**EXERCISE**
Search the records for the word "Exact" and copy every line in which it occurs.

**RECORDS FOR THE TASK**
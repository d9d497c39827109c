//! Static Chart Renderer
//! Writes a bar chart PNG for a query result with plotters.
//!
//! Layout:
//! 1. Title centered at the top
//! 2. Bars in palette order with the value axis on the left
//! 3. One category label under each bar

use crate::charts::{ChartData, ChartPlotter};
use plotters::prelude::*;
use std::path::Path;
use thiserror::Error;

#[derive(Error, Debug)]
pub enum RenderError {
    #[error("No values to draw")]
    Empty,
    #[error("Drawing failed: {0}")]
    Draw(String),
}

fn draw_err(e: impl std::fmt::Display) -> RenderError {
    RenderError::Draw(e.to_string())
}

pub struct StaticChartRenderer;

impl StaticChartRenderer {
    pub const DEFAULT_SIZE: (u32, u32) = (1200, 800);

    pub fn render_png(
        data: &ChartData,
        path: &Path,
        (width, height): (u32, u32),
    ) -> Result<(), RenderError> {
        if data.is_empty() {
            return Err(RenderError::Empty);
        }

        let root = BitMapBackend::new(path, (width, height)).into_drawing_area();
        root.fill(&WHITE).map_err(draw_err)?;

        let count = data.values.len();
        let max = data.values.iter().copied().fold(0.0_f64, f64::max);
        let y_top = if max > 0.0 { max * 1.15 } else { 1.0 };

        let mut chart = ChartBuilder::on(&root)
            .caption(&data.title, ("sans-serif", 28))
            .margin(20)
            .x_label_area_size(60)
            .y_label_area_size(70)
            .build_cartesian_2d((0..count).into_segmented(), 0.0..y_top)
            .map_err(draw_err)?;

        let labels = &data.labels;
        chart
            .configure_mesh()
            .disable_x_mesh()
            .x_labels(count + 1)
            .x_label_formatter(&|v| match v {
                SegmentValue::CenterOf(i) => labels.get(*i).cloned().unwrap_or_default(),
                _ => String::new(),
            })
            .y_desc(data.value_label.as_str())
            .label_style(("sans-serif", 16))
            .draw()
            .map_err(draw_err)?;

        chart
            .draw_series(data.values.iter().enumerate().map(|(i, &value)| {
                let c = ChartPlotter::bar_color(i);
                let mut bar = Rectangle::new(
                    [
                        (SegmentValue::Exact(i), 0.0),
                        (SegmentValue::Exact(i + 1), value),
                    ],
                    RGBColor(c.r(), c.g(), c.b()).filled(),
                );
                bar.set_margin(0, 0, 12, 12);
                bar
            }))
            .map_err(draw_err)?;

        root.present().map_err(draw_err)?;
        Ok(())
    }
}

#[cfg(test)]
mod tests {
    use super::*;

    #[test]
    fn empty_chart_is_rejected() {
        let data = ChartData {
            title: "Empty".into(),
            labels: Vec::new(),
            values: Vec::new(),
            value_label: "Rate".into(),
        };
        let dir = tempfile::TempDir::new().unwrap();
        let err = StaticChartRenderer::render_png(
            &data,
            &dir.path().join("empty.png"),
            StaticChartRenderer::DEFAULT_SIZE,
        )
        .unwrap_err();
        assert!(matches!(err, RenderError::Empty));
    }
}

---

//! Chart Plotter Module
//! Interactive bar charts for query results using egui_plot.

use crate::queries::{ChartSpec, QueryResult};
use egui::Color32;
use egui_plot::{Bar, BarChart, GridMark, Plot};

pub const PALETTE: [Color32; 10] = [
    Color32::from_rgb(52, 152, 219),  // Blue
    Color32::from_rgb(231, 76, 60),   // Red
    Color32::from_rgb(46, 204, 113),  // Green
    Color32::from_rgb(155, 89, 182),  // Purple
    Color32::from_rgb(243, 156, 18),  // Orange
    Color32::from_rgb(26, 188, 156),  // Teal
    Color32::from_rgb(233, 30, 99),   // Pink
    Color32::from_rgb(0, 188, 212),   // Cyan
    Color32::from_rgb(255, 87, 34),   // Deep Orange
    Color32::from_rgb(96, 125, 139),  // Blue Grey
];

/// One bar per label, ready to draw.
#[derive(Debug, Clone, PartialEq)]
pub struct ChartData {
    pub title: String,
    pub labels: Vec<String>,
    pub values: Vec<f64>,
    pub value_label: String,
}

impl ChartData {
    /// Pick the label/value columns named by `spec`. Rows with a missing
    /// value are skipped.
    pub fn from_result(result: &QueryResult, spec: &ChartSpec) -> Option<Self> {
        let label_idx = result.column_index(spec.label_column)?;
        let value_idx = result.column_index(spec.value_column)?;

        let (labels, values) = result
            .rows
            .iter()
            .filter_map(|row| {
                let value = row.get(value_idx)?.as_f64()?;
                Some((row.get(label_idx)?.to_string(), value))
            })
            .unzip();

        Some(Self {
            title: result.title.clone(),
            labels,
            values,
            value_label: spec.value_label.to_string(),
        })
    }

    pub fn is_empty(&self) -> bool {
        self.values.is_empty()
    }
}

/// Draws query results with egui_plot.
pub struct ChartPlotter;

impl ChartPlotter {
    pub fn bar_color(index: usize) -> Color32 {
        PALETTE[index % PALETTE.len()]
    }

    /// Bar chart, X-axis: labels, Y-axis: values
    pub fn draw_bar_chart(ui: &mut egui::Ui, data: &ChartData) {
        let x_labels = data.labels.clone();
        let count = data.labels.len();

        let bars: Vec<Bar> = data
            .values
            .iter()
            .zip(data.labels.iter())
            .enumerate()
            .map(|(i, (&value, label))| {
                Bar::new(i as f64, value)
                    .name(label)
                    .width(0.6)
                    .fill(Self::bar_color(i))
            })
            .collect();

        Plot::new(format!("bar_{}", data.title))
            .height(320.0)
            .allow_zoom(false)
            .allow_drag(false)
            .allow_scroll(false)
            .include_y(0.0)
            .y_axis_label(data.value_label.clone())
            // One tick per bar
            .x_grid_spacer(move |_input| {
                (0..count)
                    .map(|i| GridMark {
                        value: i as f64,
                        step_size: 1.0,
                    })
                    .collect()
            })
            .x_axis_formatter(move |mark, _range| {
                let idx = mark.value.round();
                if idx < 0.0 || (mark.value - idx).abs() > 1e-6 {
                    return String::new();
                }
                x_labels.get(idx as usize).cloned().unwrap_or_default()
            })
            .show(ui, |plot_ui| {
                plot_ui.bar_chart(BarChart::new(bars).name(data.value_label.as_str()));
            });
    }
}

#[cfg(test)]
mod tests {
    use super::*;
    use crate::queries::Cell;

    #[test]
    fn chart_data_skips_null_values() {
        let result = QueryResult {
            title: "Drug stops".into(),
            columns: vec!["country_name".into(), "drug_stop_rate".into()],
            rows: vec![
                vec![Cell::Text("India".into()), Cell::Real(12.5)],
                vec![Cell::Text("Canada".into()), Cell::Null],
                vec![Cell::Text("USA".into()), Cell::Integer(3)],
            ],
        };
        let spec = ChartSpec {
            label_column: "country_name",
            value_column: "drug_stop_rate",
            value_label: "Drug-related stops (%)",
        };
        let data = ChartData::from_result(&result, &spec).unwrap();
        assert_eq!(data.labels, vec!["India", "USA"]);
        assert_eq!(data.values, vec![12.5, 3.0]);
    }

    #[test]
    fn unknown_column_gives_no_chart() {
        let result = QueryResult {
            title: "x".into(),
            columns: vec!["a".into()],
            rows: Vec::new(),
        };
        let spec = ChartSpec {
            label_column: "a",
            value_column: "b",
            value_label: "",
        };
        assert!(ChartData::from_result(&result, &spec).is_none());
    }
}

**SOLUTION FOR THIS EXERCISE**
                        (SegmentValue::Exact(i), 0.0),
                        (SegmentValue::Exact(i + 1), value),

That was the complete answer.